According to Young, there is little doubt that Somanātha was a pseudonym of Subaji, but it is not clear why the author wrote under a pseudonym. Possibly, he did not want to appear too pro-Hindu to his European benefactors, or too mild towards Christianity to his fellow pandits.

== Contents ==

The Mata-parīkṣā-śikṣā is an apology for Hinduism and a critique of Christianity. As an example, Somanātha criticizes the Genesis narrative that describes the creation as merely 6,000 years old, finding the Hindu system of kalpas (aeons) superior.
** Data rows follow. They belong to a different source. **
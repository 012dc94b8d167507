//! Test helpers: a recording `MediaClient` with canned responses.

#![allow(dead_code)]

use async_trait::async_trait;
use http::StatusCode;
use mediagate_core::models::{DeletionRequest, StorageIdentifier, TransformationSpec};
use mediagate_core::{MediaError, MediaResult, ResourceKind, UploaderConfig};
use mediagate_storage::{
    MediaClient, MediaUploader, ProviderDestroyResponse, ProviderUploadRequest,
    ProviderUploadResponse,
};
use std::sync::{Arc, Mutex};
use tokio::io::AsyncReadExt;

/// What the mock saw for one upload call
#[derive(Debug, Clone)]
pub struct RecordedUpload {
    pub original_name: String,
    pub resource_kind: ResourceKind,
    pub storage: StorageIdentifier,
    pub transformation: Option<TransformationSpec>,
    pub body: Vec<u8>,
}

/// Mock provider client
///
/// Returns the configured responses and records every call it receives.
pub struct MockMediaClient {
    upload_response: Option<ProviderUploadResponse>,
    destroy_response: Option<ProviderDestroyResponse>,
    fail_transport: bool,
    uploads: Mutex<Vec<RecordedUpload>>,
    destroys: Mutex<Vec<DeletionRequest>>,
}

impl MockMediaClient {
    pub fn new() -> Self {
        Self {
            upload_response: None,
            destroy_response: None,
            fail_transport: false,
            uploads: Mutex::new(Vec::new()),
            destroys: Mutex::new(Vec::new()),
        }
    }

    pub fn with_upload_response(mut self, response: ProviderUploadResponse) -> Self {
        self.upload_response = Some(response);
        self
    }

    pub fn with_destroy_response(mut self, status_code: StatusCode, result: &str) -> Self {
        self.destroy_response = Some(ProviderDestroyResponse {
            status_code,
            result: Some(result.to_string()),
        });
        self
    }

    pub fn failing_transport(mut self) -> Self {
        self.fail_transport = true;
        self
    }

    pub fn uploads(&self) -> Vec<RecordedUpload> {
        self.uploads.lock().unwrap().clone()
    }

    pub fn destroys(&self) -> Vec<DeletionRequest> {
        self.destroys.lock().unwrap().clone()
    }

    pub fn call_count(&self) -> usize {
        self.uploads.lock().unwrap().len() + self.destroys.lock().unwrap().len()
    }
}

#[async_trait]
impl MediaClient for MockMediaClient {
    async fn upload(
        &self,
        request: ProviderUploadRequest<'_>,
    ) -> MediaResult<Option<ProviderUploadResponse>> {
        let mut body = Vec::new();
        request.stream.read_to_end(&mut body).await?;

        self.uploads.lock().unwrap().push(RecordedUpload {
            original_name: request.original_name.to_string(),
            resource_kind: request.resource_kind,
            storage: request.storage,
            transformation: request.transformation,
            body,
        });

        if self.fail_transport {
            return Err(MediaError::transport(
                "Failed to send request",
                anyhow::anyhow!("connection refused"),
            ));
        }
        Ok(self.upload_response.clone())
    }

    async fn destroy(
        &self,
        request: DeletionRequest,
    ) -> MediaResult<Option<ProviderDestroyResponse>> {
        self.destroys.lock().unwrap().push(request);

        if self.fail_transport {
            return Err(MediaError::transport(
                "Failed to send request",
                anyhow::anyhow!("connection refused"),
            ));
        }
        Ok(self.destroy_response.clone())
    }

    fn provider_name(&self) -> &'static str {
        "mock"
    }
}

/// 200 response carrying both URL variants
pub fn ok_upload(public_id: &str, secure_url: &str) -> ProviderUploadResponse {
    ProviderUploadResponse {
        status_code: StatusCode::OK,
        public_id: Some(public_id.to_string()),
        url: Some(secure_url.replacen("https://", "http://", 1)),
        secure_url: Some(secure_url.to_string()),
    }
}

pub fn failed_upload(status_code: StatusCode) -> ProviderUploadResponse {
    ProviderUploadResponse {
        status_code,
        public_id: None,
        url: None,
        secure_url: None,
    }
}

pub fn uploader_with(client: Arc<MockMediaClient>, config: UploaderConfig) -> MediaUploader {
    MediaUploader::new(client, config)
}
Like the Mata-parīkṣā, the text is in the form of a dialogue between a student and a teacher. It comprises 107 verses, spanning seven folios, and is organized into 3 chapters:

1. A Brief Exposition of the Unity of Religions (Mataikya-saṃkṣepa)
2. The Teaching Establishing the Compatibility of All Religions (Sarva-matāvirodha-vyavasthāpanopadeśa)
3. An untitled chapter

Subaji's arguments include the following:

Criticism of Christianity

- The books of all faiths contain miraculous stories about various religious figures. If Jesus alone was greatest of all religious figures, as suggested by Muir, why was he killed by weak men?
- If the god destroyed the mankind's sin by sacrificing his own body (in form of Jesus), why can't the virtuous men do the same?
- Are Christians not sinners for harming creatures such as cows, who help humans by acts such as giving milk?

Defense of Hinduism

- Hindu texts celebrate only one god (Hari), who exists in form of various deities.
- People are born into different varnas because of their deeds (karma) in their past lives. A non-Brahmin cannot acquire the status of a Brahmin simply by performing the duties of a Brahmin, because the god did not make him a Brahmin in this particular birth.
- Just like a child learns about letters by means of metallic objects in shape of letters, people can learn about god through idol worship.
- The descriptions of erotic passions of the gods in the Hindu texts are figurative allusions aimed at teaching those who are attached to desire.

== Manuscripts ==

The text is known from only an India Office Library and Records (IOLR) manuscript, which contains many scribal errors.